They might as well all use UMD wrappers but I see the separate parts more likely to be packed together with other modules such as, say, Axios for http request or the Babel polyfill for Promises or whatever else you want to add, rather than included via a script tag.

So, the original source files for the parts would be headerless, no CommonJS nor UMD wrapper. The build process would wrap each part into a separate NPM module in the dist folder and then all of them concatenated and wrapped in the current UMD header and placed in its current location.

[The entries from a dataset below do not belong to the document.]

use serde::{Deserialize, Serialize};

use super::storage;

pub const SETTINGS_VERSION: &str = "1";

#[derive(Clone, Debug, Deserialize, PartialEq, Serialize)]
#[serde(default)]
pub struct GallerySettings {
    pub version: String,
    /// Root for saved parameter snapshots
    pub user_data_dir: String,
    /// Extra pattern files to register at startup. Empty to disable.
    pub patterns_dir: String,
}

impl Default for GallerySettings {
    fn default() -> Self {
        Self {
            version: SETTINGS_VERSION.to_string(),
            user_data_dir: storage::default_user_data_dir(),
            patterns_dir: String::new(),
        }
    }
}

Alternatively, all the source files might have plain CommonJS wrapper which could be stripped out to produce the headerless files to be concatenated and then wrapped in the UMD wrapper. Some marking in the source files, some special comment line, would mark the cut point. This would also allow to cut out, besides the CommonJS header, any utility functions that would otherwise get repeated when the files get concatenated.

I prefer simple concatenation rather than cutting out parts and then merging. The build process should also take care of providing each separate part with its corresponding copy of the currently shared utility functions while, at the same time, having only one copy on the full version.

Test files would also need to be split into separate test files plus the current ones for the whole Mithril.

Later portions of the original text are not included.